Tous lés cadeaux qu'il recevait, tissus ou vêtements, étaient donnés, et sa joie d'offrir égalait la joie de celui qui recevait. Il portait aussi sur lui des cigarettes pour pouvoir en donner, entre autres, à un berger âgé et sourd qui l'attendait et les recevait avec plaisir. Il avait aussi dans ses poches, des bonbons pour les enfants qui étaient souvent habillés pauvrement; il demandait alors aux Soeurs de couper, dans ses affaires, de quoi arranger de petits vêtements. Il leur achetait aussi des chaussures.
En juin 1959, le curé avait noté: "II n'a que le strict nécessaire pour se vêtir. Il donne tout. II vient encore de donner aux pauvres deux paires de chaussures."
Tous les pauvres de Krasic étaient particulièrement ses amis. II aimait parler avec eux.
Il ne supportait pas non plus qu'en sa présence, on dise du mal des autres. Il y coupait court: "S'il vous plaît, ne parlez pas de cela!"
Pardon des offenses
Le Cardinal ne gardait pas rancune à ses gardes; il disait que gagner leur pain n'était pas facile.

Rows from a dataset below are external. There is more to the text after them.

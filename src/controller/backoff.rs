//! # Fibonacci Backoff
//!
//! Provides a Fibonacci-based backoff for requeueing managed resources whose
//! reconcile failed. The delay grows more slowly than an exponential one, so a
//! Magento outage is retried steadily without hammering the API.
//!
//! Sequence with a 1s floor and 300s ceiling: 1s, 1s, 2s, 3s, 5s, 8s, ..., 300s.
//!
//! ## Usage
//!
//! ```rust
//! use provider_magento::controller::backoff::FibonacciBackoff;
//!
//! let mut backoff = FibonacciBackoff::new(1, 300);
//! assert_eq!(backoff.next_backoff_seconds(), 1);
//! assert_eq!(backoff.next_backoff_seconds(), 1);
//! assert_eq!(backoff.next_backoff_seconds(), 2);
//! assert_eq!(backoff.next_backoff_seconds(), 3);
//! ```

use std::time::Duration;

/// Fibonacci backoff calculator
///
/// Each backoff is the sum of the previous two, capped at `max_seconds`.
#[derive(Debug, Clone)]
pub struct FibonacciBackoff {
    /// Minimum backoff value in seconds (for reset)
    min_seconds: u64,
    /// Previous backoff value in seconds
    prev_seconds: u64,
    /// Current backoff value in seconds
    current_seconds: u64,
    /// Maximum backoff value in seconds
    max_seconds: u64,
}

impl FibonacciBackoff {
    /// Create a new Fibonacci backoff with the given floor and ceiling in seconds
    ///
    /// A floor of zero is raised to one second so the sequence still grows.
    #[must_use]
    pub fn new(min_seconds: u64, max_seconds: u64) -> Self {
        let min_seconds = min_seconds.max(1);
        Self {
            min_seconds,
            prev_seconds: 0,
            current_seconds: min_seconds,
            max_seconds: max_seconds.max(min_seconds),
        }
    }

    /// Get the next backoff duration in seconds and advance the sequence
    pub fn next_backoff_seconds(&mut self) -> u64 {
        let result = self.current_seconds;

        let next = self.prev_seconds.saturating_add(self.current_seconds);
        self.prev_seconds = self.current_seconds;
        self.current_seconds = std::cmp::min(next, self.max_seconds);

        result
    }

    /// Get the next backoff duration as a `Duration` and advance the sequence
    #[must_use]
    pub fn next_backoff(&mut self) -> Duration {
        Duration::from_secs(self.next_backoff_seconds())
    }

    /// Reset the backoff to the initial state
    pub fn reset(&mut self) {
        self.prev_seconds = 0;
        self.current_seconds = self.min_seconds;
    }
}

En juillet 1958, après une grave maladie, il devait recevoir comme soins urgents et obligatoires, certaines injections d'un médicament qui devait venir de Zrich. Mais à l'aéroport, on refusa d'accepter le petit colis de médicaments pour le Cardinal, arguant la "surcharge", alors qu'il ne pesait qu'un kilo et qu'il restait de la place pour dix passagers! Lorsqu'il l'apprit, le Cardinal demanda qu'on célèbre une Messe pour ceux qui ont rendu impossible l'arrivée de son médicament, car, disait-il, en Croatie catholique on dit, "si on te jette une pierre, tu dormes du pain."
Mme Mila Vod, sculpteur, qui fit le masque funèbre du Cardinal, écrivait à Tito:
"Je tiens à vous dire, Monsieur le Maréchal, que le Cardinal célébra sa première Messe après sa grave maladie pour Tito, soulignant toujours le fait que les communistes sont nos frères, que nous devons les aimer... Je vous écris cela, Monsieur le Maréchal, avec le désir que la prière de notre Cardinal vous apporte vraiment la bénédiction."
Le récépissé, ainsi qu'une copie de cette lettre, se trouvent à l'Archevêché.
Le Cardinal était particulièrement lié avec les enfants, et ceux-ci lui rendaient bien son affection, ils venaient souvent le voir et allaient régulièrement au catéchisme. Il était toujours plein de petites attentions pour eux.
Dans toute l'histoire du peuple croate, on n'a pas connu de cas où une haute personnalité de l'Eglise fut exposée à de telles humiliations. Avec une grande générosité, il passait par-dessus sans se plaindre et pardonnait à ceux qui l'avaient offensé.